Check each line of the records below and collect those that include the word "AppState".

Stored data entries:
((

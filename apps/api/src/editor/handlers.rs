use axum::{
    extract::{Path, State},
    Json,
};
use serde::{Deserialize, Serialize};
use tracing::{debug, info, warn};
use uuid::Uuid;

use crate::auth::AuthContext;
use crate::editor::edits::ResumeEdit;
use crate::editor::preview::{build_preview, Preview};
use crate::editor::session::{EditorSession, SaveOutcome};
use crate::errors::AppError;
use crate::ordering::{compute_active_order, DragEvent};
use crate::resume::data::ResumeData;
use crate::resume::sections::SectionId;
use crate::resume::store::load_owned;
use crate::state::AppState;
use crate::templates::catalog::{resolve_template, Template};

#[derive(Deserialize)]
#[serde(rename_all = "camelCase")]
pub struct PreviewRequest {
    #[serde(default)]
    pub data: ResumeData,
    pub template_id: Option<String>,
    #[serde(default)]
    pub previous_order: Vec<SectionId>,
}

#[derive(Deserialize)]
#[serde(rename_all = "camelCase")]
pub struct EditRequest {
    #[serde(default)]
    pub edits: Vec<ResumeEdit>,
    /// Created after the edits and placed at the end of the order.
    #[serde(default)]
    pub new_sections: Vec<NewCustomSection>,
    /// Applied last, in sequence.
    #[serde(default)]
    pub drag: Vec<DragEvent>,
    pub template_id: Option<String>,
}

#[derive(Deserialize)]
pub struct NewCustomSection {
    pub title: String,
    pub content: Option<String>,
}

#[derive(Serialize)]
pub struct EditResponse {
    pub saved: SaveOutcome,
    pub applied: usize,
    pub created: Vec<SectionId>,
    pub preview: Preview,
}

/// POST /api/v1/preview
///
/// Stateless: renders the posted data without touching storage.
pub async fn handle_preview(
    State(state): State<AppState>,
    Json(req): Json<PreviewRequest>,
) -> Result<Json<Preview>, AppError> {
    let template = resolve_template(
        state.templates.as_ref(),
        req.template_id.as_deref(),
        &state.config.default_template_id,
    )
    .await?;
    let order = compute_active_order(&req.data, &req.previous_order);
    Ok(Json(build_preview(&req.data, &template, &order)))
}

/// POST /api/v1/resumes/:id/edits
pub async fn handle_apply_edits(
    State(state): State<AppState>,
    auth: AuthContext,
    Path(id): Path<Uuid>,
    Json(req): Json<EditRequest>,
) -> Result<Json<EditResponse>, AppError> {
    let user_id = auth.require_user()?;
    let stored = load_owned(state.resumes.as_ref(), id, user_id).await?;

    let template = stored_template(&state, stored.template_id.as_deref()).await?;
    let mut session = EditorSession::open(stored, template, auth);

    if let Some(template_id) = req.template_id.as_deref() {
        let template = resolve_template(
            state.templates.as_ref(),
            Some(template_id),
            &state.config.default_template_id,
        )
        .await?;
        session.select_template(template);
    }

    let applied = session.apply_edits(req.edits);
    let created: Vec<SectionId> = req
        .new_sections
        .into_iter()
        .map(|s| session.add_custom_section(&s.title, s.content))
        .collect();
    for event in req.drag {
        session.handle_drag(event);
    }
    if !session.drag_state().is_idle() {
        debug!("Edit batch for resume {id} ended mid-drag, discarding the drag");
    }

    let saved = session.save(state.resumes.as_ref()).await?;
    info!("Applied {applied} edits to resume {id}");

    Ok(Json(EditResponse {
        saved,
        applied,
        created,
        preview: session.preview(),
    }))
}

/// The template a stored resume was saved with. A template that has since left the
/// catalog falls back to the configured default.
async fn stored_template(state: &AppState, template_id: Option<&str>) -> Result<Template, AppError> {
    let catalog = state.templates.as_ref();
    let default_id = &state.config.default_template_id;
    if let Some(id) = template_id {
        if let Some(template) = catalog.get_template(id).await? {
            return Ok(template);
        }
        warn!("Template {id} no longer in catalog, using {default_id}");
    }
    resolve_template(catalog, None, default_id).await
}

))

EXERCISE ANSWER:
use crate::state::AppState;
    State(state): State<AppState>,
    State(state): State<AppState>,
async fn stored_template(state: &AppState, template_id: Option<&str>) -> Result<Template, AppError> {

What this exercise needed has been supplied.